■ Supplied material
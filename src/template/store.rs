//! Template persistence seam and the in-memory repository

use std::collections::BTreeMap;
use std::sync::Arc;

use async_trait::async_trait;
use dashmap::DashMap;
use uuid::Uuid;

use super::types::{Template, TemplateError, TemplateFilter, TemplateResult};

/// Storage for template rows keyed by `(id, version)`.
///
/// Writes are conditional. A row is only created where none exists and only
/// replaced while it still equals the copy the caller read, so two writers
/// racing on the same row cannot both succeed.
#[async_trait]
pub trait TemplateRepository: Send + Sync {
    /// Create the row `(template.id, template.version)`.
    ///
    /// Fails with [`TemplateError::Conflict`] if that row already exists.
    async fn insert(&self, template: Template) -> TemplateResult<()>;

    /// Replace the row `(expected.id, expected.version)` with `template`.
    ///
    /// Fails with [`TemplateError::Conflict`] unless the stored row is still
    /// equal to `expected`.
    async fn replace(&self, expected: &Template, template: Template) -> TemplateResult<()>;

    /// Load one specific version
    async fn get(&self, id: Uuid, version: u32) -> TemplateResult<Option<Template>>;

    /// Load the highest version of a lineage
    async fn latest(&self, id: Uuid) -> TemplateResult<Option<Template>>;

    /// Load the highest published version of a lineage
    async fn latest_published(&self, id: Uuid) -> TemplateResult<Option<Template>>;

    /// All versions of a lineage, oldest first
    async fn versions(&self, id: Uuid) -> TemplateResult<Vec<Template>>;

    /// Latest row of every lineage matching the filter.
    ///
    /// With `published_only`, the latest published row of each lineage is
    /// considered instead.
    async fn list(&self, filter: &TemplateFilter) -> TemplateResult<Vec<Template>>;

    /// Set `is_active` on every version of a lineage, returning the number of rows touched
    async fn set_active(&self, id: Uuid, active: bool) -> TemplateResult<usize>;
}

/// In-memory template repository
pub struct InMemoryTemplateRepository {
    templates: DashMap<Uuid, BTreeMap<u32, Template>>,
}

impl Default for InMemoryTemplateRepository {
    fn default() -> Self {
        Self::new()
    }
}

impl InMemoryTemplateRepository {
    /// Create an empty repository
    pub fn new() -> Self {
        Self {
            templates: DashMap::new(),
        }
    }

    /// Number of lineages stored
    pub fn count(&self) -> usize {
        self.templates.len()
    }
}

#[async_trait]
impl TemplateRepository for InMemoryTemplateRepository {
    async fn insert(&self, template: Template) -> TemplateResult<()> {
        let mut versions = self.templates.entry(template.id).or_default();
        if versions.contains_key(&template.version) {
            return Err(TemplateError::Conflict(format!(
                "version {} of template {} already exists",
                template.version, template.id
            )));
        }
        versions.insert(template.version, template);
        Ok(())
    }

    async fn replace(&self, expected: &Template, template: Template) -> TemplateResult<()> {
        if expected.id != template.id || expected.version != template.version {
            return Err(TemplateError::Conflict(
                "replacement must keep the row key".to_string(),
            ));
        }

        let mut versions = self.templates.entry(template.id).or_default();
        match versions.get_mut(&template.version) {
            Some(stored) if stored == expected => {
                *stored = template;
                Ok(())
            }
            Some(_) => Err(TemplateError::Conflict(format!(
                "version {} of template {} changed concurrently",
                template.version, template.id
            ))),
            None => Err(TemplateError::template_not_found(template.id)),
        }
    }

    async fn get(&self, id: Uuid, version: u32) -> TemplateResult<Option<Template>> {
        Ok(self
            .templates
            .get(&id)
            .and_then(|versions| versions.get(&version).cloned()))
    }

    async fn latest(&self, id: Uuid) -> TemplateResult<Option<Template>> {
        Ok(self
            .templates
            .get(&id)
            .and_then(|versions| versions.values().next_back().cloned()))
    }

    async fn latest_published(&self, id: Uuid) -> TemplateResult<Option<Template>> {
        Ok(self.templates.get(&id).and_then(|versions| {
            versions
                .values()
                .rev()
                .find(|t| t.is_published)
                .cloned()
        }))
    }

    async fn versions(&self, id: Uuid) -> TemplateResult<Vec<Template>> {
        Ok(self
            .templates
            .get(&id)
            .map(|versions| versions.values().cloned().collect())
            .unwrap_or_default())
    }

    async fn list(&self, filter: &TemplateFilter) -> TemplateResult<Vec<Template>> {
        let mut templates: Vec<Template> = self
            .templates
            .iter()
            .filter_map(|entry| {
                let candidate = if filter.published_only {
                    entry.value().values().rev().find(|t| t.is_published)
                } else {
                    entry.value().values().next_back()
                };
                candidate.filter(|t| filter.matches(t)).cloned()
            })
            .collect();

        templates.sort_by(|a, b| a.name.cmp(&b.name).then(a.id.cmp(&b.id)));
        Ok(templates)
    }

    async fn set_active(&self, id: Uuid, active: bool) -> TemplateResult<usize> {
        let Some(mut versions) = self.templates.get_mut(&id) else {
            return Ok(0);
        };

        for template in versions.values_mut() {
            template.is_active = active;
        }
        Ok(versions.len())
    }
}

/// Create an Arc-wrapped in-memory repository
pub fn create_template_repository() -> Arc<dyn TemplateRepository> {
    Arc::new(InMemoryTemplateRepository::new())
}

■ What to do
Search term "still": return each line of the data that contains it.

■ Exercise output
/// replaced while it still equals the copy the caller read, so two writers
    /// Fails with [`TemplateError::Conflict`] unless the stored row is still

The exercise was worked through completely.